### Activity
Look below for the line containing "let mut errors = Vec::new();" and the line containing "for &strike in"; repeat exactly those two lines and all lines between them, and nothing else.

Stored data entries
▬▬▬▬▬▬▬▬▬▬

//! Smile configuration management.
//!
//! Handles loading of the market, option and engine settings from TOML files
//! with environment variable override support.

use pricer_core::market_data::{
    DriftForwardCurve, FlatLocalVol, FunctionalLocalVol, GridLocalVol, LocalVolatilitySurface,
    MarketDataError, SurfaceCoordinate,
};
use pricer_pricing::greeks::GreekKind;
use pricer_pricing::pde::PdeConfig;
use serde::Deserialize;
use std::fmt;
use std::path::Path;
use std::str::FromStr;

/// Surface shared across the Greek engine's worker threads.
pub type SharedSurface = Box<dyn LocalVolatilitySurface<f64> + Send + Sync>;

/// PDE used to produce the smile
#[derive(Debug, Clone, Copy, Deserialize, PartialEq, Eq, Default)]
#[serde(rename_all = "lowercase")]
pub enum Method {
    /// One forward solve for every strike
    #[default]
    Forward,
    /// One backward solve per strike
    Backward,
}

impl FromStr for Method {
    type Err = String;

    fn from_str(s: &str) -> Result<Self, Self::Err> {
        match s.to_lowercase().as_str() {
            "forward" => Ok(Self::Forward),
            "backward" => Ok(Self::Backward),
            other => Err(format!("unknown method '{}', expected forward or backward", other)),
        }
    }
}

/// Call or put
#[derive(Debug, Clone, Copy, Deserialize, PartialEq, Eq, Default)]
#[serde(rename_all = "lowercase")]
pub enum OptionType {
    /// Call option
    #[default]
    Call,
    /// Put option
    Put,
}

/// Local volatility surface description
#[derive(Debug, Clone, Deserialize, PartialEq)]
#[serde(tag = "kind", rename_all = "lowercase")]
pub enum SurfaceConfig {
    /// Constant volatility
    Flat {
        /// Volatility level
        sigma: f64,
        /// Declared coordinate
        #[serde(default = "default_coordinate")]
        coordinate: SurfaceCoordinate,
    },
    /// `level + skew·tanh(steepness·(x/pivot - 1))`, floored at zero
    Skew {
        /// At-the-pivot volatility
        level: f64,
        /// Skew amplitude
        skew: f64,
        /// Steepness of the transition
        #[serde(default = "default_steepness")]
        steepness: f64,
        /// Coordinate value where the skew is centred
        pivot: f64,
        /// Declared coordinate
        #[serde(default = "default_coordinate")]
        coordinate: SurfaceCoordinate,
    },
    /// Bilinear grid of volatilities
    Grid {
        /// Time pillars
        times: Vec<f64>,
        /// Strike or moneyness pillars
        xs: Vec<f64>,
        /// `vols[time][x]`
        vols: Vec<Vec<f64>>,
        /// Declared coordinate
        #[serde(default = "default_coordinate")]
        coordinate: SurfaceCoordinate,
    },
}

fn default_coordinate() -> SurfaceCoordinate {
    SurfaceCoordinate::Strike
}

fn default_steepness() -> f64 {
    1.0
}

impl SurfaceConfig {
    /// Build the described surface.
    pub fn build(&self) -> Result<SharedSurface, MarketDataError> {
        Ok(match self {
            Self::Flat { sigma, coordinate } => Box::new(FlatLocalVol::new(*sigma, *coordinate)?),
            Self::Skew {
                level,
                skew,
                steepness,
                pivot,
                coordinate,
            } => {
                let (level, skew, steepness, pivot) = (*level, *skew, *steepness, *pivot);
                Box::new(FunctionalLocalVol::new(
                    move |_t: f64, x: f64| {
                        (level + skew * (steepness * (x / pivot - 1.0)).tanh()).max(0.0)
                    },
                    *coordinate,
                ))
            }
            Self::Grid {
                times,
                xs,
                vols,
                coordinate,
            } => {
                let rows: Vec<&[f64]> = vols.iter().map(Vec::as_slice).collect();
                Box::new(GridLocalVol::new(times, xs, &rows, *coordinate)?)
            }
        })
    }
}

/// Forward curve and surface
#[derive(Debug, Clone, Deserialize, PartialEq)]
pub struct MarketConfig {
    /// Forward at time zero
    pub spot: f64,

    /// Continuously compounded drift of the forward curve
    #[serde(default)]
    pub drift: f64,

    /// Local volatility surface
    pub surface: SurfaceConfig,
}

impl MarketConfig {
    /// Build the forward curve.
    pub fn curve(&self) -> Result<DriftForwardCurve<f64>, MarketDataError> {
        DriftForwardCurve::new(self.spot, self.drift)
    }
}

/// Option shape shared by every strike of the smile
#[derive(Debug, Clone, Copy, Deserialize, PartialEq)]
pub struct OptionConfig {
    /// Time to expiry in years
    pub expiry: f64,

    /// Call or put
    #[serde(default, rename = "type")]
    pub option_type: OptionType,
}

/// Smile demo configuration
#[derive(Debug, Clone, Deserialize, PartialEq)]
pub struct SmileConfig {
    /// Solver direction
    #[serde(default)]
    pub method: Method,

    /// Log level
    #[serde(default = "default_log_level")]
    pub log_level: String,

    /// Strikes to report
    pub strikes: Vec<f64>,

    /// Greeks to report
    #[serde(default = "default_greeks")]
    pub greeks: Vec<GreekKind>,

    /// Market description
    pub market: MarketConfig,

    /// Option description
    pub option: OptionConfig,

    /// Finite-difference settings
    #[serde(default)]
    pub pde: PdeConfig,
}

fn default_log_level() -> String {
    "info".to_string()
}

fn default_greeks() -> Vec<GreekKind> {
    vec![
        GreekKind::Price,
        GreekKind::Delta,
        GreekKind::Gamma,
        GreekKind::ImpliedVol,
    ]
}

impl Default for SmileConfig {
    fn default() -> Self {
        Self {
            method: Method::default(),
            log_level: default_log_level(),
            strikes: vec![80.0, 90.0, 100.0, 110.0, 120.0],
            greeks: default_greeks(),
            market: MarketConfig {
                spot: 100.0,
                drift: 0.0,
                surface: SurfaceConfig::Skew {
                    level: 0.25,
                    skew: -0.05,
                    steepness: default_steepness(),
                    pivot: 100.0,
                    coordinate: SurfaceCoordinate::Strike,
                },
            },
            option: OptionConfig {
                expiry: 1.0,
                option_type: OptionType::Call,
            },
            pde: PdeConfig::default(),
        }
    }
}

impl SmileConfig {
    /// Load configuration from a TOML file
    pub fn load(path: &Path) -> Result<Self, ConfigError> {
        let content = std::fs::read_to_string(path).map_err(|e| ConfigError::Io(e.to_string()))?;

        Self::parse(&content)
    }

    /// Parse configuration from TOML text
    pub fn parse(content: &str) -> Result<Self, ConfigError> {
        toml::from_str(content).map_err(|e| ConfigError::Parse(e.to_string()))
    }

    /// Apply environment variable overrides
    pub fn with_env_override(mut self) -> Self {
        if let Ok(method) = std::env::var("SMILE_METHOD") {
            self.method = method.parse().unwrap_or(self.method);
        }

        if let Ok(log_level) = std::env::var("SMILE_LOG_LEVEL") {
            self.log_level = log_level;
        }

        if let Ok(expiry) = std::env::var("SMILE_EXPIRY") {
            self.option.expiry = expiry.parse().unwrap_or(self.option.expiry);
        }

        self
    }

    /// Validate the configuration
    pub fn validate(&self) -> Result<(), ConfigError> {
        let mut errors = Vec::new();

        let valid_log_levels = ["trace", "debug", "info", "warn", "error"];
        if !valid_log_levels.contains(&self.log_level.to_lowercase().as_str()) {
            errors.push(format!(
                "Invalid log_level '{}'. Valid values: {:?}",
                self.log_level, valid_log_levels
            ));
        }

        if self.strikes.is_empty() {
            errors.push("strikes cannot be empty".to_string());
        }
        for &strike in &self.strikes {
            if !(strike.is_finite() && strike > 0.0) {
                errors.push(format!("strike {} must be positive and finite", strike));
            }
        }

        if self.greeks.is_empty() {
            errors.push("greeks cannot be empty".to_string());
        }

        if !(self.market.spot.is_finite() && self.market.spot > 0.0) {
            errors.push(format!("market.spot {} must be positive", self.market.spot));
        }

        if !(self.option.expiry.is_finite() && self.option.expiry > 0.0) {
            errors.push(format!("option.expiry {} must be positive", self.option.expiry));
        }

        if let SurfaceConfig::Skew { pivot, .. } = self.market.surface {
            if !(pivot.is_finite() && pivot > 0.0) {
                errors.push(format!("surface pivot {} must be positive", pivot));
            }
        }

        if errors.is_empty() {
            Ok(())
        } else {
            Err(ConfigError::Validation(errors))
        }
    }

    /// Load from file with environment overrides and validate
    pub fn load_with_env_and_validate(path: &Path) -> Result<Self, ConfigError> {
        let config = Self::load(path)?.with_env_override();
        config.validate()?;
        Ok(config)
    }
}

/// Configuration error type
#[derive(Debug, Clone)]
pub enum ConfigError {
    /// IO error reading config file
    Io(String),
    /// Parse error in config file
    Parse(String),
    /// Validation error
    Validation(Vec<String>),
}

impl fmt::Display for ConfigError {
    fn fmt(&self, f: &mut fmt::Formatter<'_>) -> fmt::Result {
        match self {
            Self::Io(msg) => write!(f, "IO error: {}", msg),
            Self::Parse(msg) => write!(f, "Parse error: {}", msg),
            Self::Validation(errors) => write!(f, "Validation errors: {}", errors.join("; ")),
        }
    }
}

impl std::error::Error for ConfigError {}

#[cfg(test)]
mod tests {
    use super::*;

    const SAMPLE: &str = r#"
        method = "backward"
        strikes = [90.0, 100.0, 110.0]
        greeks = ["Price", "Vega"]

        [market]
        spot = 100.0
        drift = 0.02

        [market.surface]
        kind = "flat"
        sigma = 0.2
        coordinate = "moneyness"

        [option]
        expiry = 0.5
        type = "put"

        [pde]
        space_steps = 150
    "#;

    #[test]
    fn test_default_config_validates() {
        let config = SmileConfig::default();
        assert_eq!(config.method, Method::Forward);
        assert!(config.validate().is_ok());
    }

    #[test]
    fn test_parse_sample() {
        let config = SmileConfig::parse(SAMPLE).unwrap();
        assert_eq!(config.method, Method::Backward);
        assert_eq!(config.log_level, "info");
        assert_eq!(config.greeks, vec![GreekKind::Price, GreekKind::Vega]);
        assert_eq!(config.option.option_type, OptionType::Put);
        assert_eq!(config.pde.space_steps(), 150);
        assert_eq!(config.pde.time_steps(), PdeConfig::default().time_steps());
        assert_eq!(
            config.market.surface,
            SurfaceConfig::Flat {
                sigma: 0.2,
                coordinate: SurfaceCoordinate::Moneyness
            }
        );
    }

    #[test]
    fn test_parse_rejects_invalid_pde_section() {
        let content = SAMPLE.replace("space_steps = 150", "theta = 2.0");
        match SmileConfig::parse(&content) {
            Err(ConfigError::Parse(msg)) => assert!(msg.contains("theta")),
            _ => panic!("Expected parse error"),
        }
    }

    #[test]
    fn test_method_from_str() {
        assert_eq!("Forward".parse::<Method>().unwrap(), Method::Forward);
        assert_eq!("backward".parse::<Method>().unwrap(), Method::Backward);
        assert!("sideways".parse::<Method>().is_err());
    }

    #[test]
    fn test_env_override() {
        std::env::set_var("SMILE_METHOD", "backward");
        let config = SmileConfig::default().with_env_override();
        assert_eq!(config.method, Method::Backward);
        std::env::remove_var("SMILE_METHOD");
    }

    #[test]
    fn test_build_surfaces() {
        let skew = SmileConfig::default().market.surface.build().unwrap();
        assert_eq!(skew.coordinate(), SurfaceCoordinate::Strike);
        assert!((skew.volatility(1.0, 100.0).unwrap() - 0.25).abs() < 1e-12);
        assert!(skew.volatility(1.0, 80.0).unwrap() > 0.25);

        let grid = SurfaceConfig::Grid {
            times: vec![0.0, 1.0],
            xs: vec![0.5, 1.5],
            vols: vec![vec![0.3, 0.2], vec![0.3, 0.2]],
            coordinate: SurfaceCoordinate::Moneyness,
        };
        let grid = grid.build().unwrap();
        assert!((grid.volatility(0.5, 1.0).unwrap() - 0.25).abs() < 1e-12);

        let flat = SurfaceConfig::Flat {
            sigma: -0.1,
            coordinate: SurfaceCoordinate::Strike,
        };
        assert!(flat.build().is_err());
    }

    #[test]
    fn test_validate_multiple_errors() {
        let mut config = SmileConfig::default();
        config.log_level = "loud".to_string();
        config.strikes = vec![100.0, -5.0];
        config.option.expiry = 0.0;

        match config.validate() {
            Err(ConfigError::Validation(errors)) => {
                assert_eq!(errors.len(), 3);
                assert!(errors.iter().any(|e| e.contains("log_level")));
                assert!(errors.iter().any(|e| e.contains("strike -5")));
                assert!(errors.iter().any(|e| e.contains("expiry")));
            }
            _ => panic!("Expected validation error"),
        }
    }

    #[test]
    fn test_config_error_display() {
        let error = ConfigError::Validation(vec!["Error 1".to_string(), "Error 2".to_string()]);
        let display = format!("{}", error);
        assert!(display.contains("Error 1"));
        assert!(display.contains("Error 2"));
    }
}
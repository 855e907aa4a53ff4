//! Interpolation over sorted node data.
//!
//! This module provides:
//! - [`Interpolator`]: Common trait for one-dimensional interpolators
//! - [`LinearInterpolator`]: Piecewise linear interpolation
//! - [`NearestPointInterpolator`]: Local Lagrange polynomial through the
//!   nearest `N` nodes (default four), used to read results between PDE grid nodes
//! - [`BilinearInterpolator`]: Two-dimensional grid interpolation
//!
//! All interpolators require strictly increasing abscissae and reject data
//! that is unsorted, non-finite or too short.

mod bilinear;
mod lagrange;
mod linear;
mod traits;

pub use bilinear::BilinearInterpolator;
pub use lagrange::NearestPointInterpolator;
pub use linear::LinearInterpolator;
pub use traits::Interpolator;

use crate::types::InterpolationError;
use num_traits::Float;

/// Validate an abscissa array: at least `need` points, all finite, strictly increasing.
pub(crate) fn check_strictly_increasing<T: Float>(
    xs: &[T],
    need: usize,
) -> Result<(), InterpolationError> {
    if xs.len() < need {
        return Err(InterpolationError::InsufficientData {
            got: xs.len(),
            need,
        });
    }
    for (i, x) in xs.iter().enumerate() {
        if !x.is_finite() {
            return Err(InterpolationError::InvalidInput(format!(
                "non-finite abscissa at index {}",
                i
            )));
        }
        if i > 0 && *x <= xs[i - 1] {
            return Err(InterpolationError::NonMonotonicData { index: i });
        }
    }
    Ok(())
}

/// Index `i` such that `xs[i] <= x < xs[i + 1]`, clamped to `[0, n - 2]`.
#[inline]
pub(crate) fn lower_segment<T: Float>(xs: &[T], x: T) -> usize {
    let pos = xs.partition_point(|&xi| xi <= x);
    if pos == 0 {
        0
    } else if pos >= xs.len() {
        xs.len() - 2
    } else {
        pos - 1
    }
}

▬▬▬▬▬▬▬▬▬▬

### Output
        let mut errors = Vec::new();

        let valid_log_levels = ["trace", "debug", "info", "warn", "error"];
        if !valid_log_levels.contains(&self.log_level.to_lowercase().as_str()) {
            errors.push(format!(
                "Invalid log_level '{}'. Valid values: {:?}",
                self.log_level, valid_log_levels
            ));
        }

        if self.strikes.is_empty() {
            errors.push("strikes cannot be empty".to_string());
        }
        for &strike in &self.strikes {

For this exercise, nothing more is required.